Stored data:

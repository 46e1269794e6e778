//! trail-replay: print a session's patch stream, or list what is on disk.
//!
//! Usage:
//!   trail-replay claude:-home-me-app:5d1c...      # SSE frames on stdout
//!   trail-replay --list-projects codex            # JSON array
//!   trail-replay --list-projects all
//!   trail-replay --list-sessions gemini:ab12...   # JSON array
//!
//! Source roots default to the agents' home-directory locations and can be
//! overridden with AGENT_TRAIL_<SOURCE>_DIR. Logs go to stderr; set
//! RUST_LOG to change verbosity.

use std::io::Write;

use agent_trail_core::types::SourceKind;
use agent_trail_core::{ActiveSessionRegistry, SessionSources, SourceRoots, StreamConfig};
use anyhow::{bail, Context, Result};
use clap::Parser;
use futures_util::StreamExt;
use tracing_subscriber::EnvFilter;

const DEFAULT_FILTER: &str = "warn,agent_trail_core=info";

#[derive(Debug, Parser)]
#[command(name = "trail-replay", version, about = "Replay or list coding-agent sessions")]
struct Args {
    /// Composite session id (`source:projectKey:sessionKey`) to stream.
    session_id: Option<String>,

    /// List projects of one source, or of every source with `all`.
    #[arg(long, value_name = "SOURCE", conflicts_with_all = ["session_id", "list_sessions"])]
    list_projects: Option<String>,

    /// List sessions of a composite project id (`source:projectKey`).
    #[arg(long, value_name = "PROJECT_ID", conflicts_with = "session_id")]
    list_sessions: Option<String>,
}

#[tokio::main]
async fn main() -> Result<()> {
    let filter = EnvFilter::try_from_default_env().unwrap_or_else(|_| EnvFilter::new(DEFAULT_FILTER));
    tracing_subscriber::fmt()
        .with_env_filter(filter)
        .with_writer(std::io::stderr)
        .compact()
        .init();

    let args = Args::parse();
    let roots = SourceRoots::from_env().context("resolving agent data directories")?;
    let sources = SessionSources::new(&roots, ActiveSessionRegistry::new(), StreamConfig::from_env());

    if let Some(source) = args.list_projects.as_deref() {
        let projects = if source.eq_ignore_ascii_case("all") {
            sources.list_all_projects().await
        } else {
            let kind: SourceKind = source.parse()?;
            sources.list_projects(kind).await?
        };
        return print_json(&projects);
    }

    if let Some(project_id) = args.list_sessions.as_deref() {
        let sessions = sources.list_sessions(project_id).await?;
        return print_json(&sessions);
    }

    let Some(session_id) = args.session_id else {
        bail!("expected a session id, --list-projects or --list-sessions");
    };

    let mut stream = sources.open_stream(&session_id).await;
    let mut stdout = std::io::stdout().lock();
    let mut failed = false;
    while let Some(frame) = stream.next().await {
        stdout.write_all(frame.to_sse().as_bytes())?;
        stdout.flush()?;
        if matches!(frame, agent_trail_core::types::StreamFrame::Error(_)) {
            failed = true;
        }
    }
    if failed {
        bail!("stream for {session_id} ended with an error");
    }
    Ok(())
}

fn print_json<T: serde::Serialize>(value: &T) -> Result<()> {
    let mut stdout = std::io::stdout().lock();
    serde_json::to_writer_pretty(&mut stdout, value)?;
    writeln!(stdout)?;
    Ok(())
}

YOUR INSTRUCTIONS:
Each line from the beginning of the entries to the line with "List sessions of" must be repeated exactly, with both end lines kept and no other lines given.

SOLUTION TO THIS TASK:
repository 46e1269794e6e778
//! trail-replay: print a session's patch stream, or list what is on disk.
//!
//! Usage:
//!   trail-replay claude:-home-me-app:5d1c...      # SSE frames on stdout
//!   trail-replay --list-projects codex            # JSON array
//!   trail-replay --list-projects all
//!   trail-replay --list-sessions gemini:ab12...   # JSON array
//!
//! Source roots default to the agents' home-directory locations and can be
//! overridden with AGENT_TRAIL_<SOURCE>_DIR. Logs go to stderr; set
//! RUST_LOG to change verbosity.

use std::io::Write;

use agent_trail_core::types::SourceKind;
use agent_trail_core::{ActiveSessionRegistry, SessionSources, SourceRoots, StreamConfig};
use anyhow::{bail, Context, Result};
use clap::Parser;
use futures_util::StreamExt;
use tracing_subscriber::EnvFilter;

const DEFAULT_FILTER: &str = "warn,agent_trail_core=info";

#[derive(Debug, Parser)]
#[command(name = "trail-replay", version, about = "Replay or list coding-agent sessions")]
struct Args {
    /// Composite session id (`source:projectKey:sessionKey`) to stream.
    session_id: Option<String>,

    /// List projects of one source, or of every source with `all`.
    #[arg(long, value_name = "SOURCE", conflicts_with_all = ["session_id", "list_sessions"])]
    list_projects: Option<String>,

    /// List sessions of a composite project id (`source:projectKey`).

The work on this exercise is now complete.